The Pentagon had once planned to supply the AAF with 159 Black Hawks in a bid to dramatically enhance their mobility in the hilly Afghan countryside. Former US Forces-Afghanistan Commander Gen. John Nicholson once hailed it as a game changer in the 18-year-long war against the Taliban. However, in a December 2019 report, the US Department of Defense said it planned to cut the number of UH-60 Black Hawks it would be supplying to the AAF to 53 - just one-third of the original.
The report, titled “Enhancing Security and Stability of Afghanistan,” also notes the AAF will only receive 10 of the planned 32 AC-208 Eliminator ground attack aircraft the DoD had planned to supply.
“These reductions were made on the basis of a review of future operational requirements,” the report notes, without further qualifying the reasons for the cuts. However, other information in the report may supply some clues.
The report also notes the DoD plans to completely replace the AAF’s fleet of Russian-made Mi-17 transport helicopters with US-made CH-47s by 2023. It doesn’t say how many that would be, but the AAF presently has 45 Mi-17s. The report further notes the AAF has just 65 qualified UH-60 pilots.
The US Special Inspector for Afghanistan Reconstruction (SIGAR) has also noted the problem, writing in early 2019 that supplying so many aircraft risks wasting taxpayer dollars when “the Afghan air force and special mission wing may not be able to fully use all 159 aircraft when delivered.”

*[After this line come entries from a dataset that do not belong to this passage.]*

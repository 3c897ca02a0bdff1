//! HTML views
//!
//! Compile-time templates from `templates/`, rendered with automatic
//! escaping.

use askama::Template;
use axum::{
    http::StatusCode,
    response::{Html, IntoResponse, Response},
};
use tracing::error;

/// Container listing page
#[derive(Template)]
#[template(path = "index.html")]
pub struct IndexView {
    pub container: String,
    pub objects: Vec<String>,
    pub notice: Option<String>,
}

/// Render a template, falling back to a plain 500 if rendering fails
pub fn render_template<T: Template>(template: T) -> Response {
    match template.render() {
        Ok(html) => Html(html).into_response(),
        Err(e) => {
            error!("Template rendering failed: {}", e);
            (StatusCode::INTERNAL_SERVER_ERROR, "Template rendering error").into_response()
        }
    }
}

Military Times noted there’s considerable resistance to replacing the Mi-17s with Black Hawks because of the latter’s vastly inferior lifting capacity as well as its more complex maintenance needs. By comparison, the dual-rotor CH-47 is a real powerhouse, capable of carrying twice the load of a UH-60 and substantially more than an Mi-17.
“Given that it takes substantial US support to maintain the airframes that the Afghan Air Force has already, it doesn’t seem feasible that they would be able to support that many Black Hawks without a significant contribution from NATO,” independent researcher and consultant on South Asian issues Matthew Archibald told the outlet in 2017.

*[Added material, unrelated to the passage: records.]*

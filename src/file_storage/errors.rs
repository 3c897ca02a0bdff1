//! # File Storage Errors

use thiserror::Error;

/// Result type for storage operations
pub type StorageResult<T> = Result<T, StorageError>;

/// File storage errors
#[derive(Debug, Clone, Error)]
pub enum StorageError {
    // Object errors
    #[error("Object not found: {0}")]
    ObjectNotFound(String),

    #[error("Invalid object name: {0}")]
    InvalidName(String),

    #[error("Request body error: {0}")]
    Body(String),

    // Configuration errors
    #[error("Invalid connection string: {0}")]
    InvalidConnectionString(String),

    // Backend errors
    #[error("Storage backend error: {0}")]
    Backend(String),

    #[error("I/O error: {0}")]
    IoError(String),
}

impl StorageError {
    /// Get HTTP status code
    pub fn status_code(&self) -> u16 {
        match self {
            StorageError::ObjectNotFound(_) => 404,
            StorageError::InvalidName(_) => 400,
            StorageError::Body(_) => 400,
            StorageError::InvalidConnectionString(_) => 500,
            StorageError::Backend(_) => 502,
            StorageError::IoError(_) => 502,
        }
    }
}

impl From<object_store::Error> for StorageError {
    fn from(e: object_store::Error) -> Self {
        match e {
            object_store::Error::NotFound { path, .. } => StorageError::ObjectNotFound(path),
            object_store::Error::InvalidPath { source } => {
                StorageError::InvalidName(source.to_string())
            }
            other => StorageError::Backend(other.to_string()),
        }
    }
}

impl From<object_store::path::Error> for StorageError {
    fn from(e: object_store::path::Error) -> Self {
        StorageError::InvalidName(e.to_string())
    }
}

impl From<std::io::Error> for StorageError {
    fn from(e: std::io::Error) -> Self {
        StorageError::IoError(e.to_string())
    }
}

Afghanistan’s continued use of Russian-made helicopters may also be a continued sore spot for Washington. In addition to the dozens of Mi-17s it operates, the AAF also flies Mi-35 gunships, which are upgraded versions of the Mi-24 attack helicopter, it has received as gifts from India and the Czech Republic.
Back in October, Kabul received two more Mi-35 gunships from India, bringing the total number supplied by New Delhi to 10, Defense Post reported at the time. However, the DoD reports only four in operation; others may have been lost in combat.
A footnote in the DoD report notes the US “does not provide any funding or advisory support for Mi-35s. The Mi-35s were removed from the authorized fleet in 2015 but the Afghans continue to attempt to sustain them. DoD has advised them against doing so and to instead focus on the aircraft that DoD is providing as a part of the aviation modernization program. A modification to nonproliferation sanctions that allows DoD to continue to sustain Mi-17s specifically does not include Mi-35 variants.”
The US has tried to deter countries from buying advanced, Russian-made weapons with threats of economic sanctions if they do so. In 2018, the Philippines was successfully pressured into buying Black Hawks from Washington instead of Russian-made Mi-171 helicopters by the threat of punishment under the Countering America's Adversaries Through Sanctions Act (CAATSA), Sputnik reported at the time.
The Diplomat has noted an agreement between Moscow, New Delhi and Kabul provides for the maintenance of the gunships. Likewise, back in March 2019, Slovak aircraft repair firm LOTN caught flak from Russian Helicopters, which makes both Mi-17s and Mi-35s, for having overhauled several Afghan Mi-17s without input from the helicopter’s designer, Mil Moscow Helicopter Plant, or its manufacturer, Kazan Helicopters.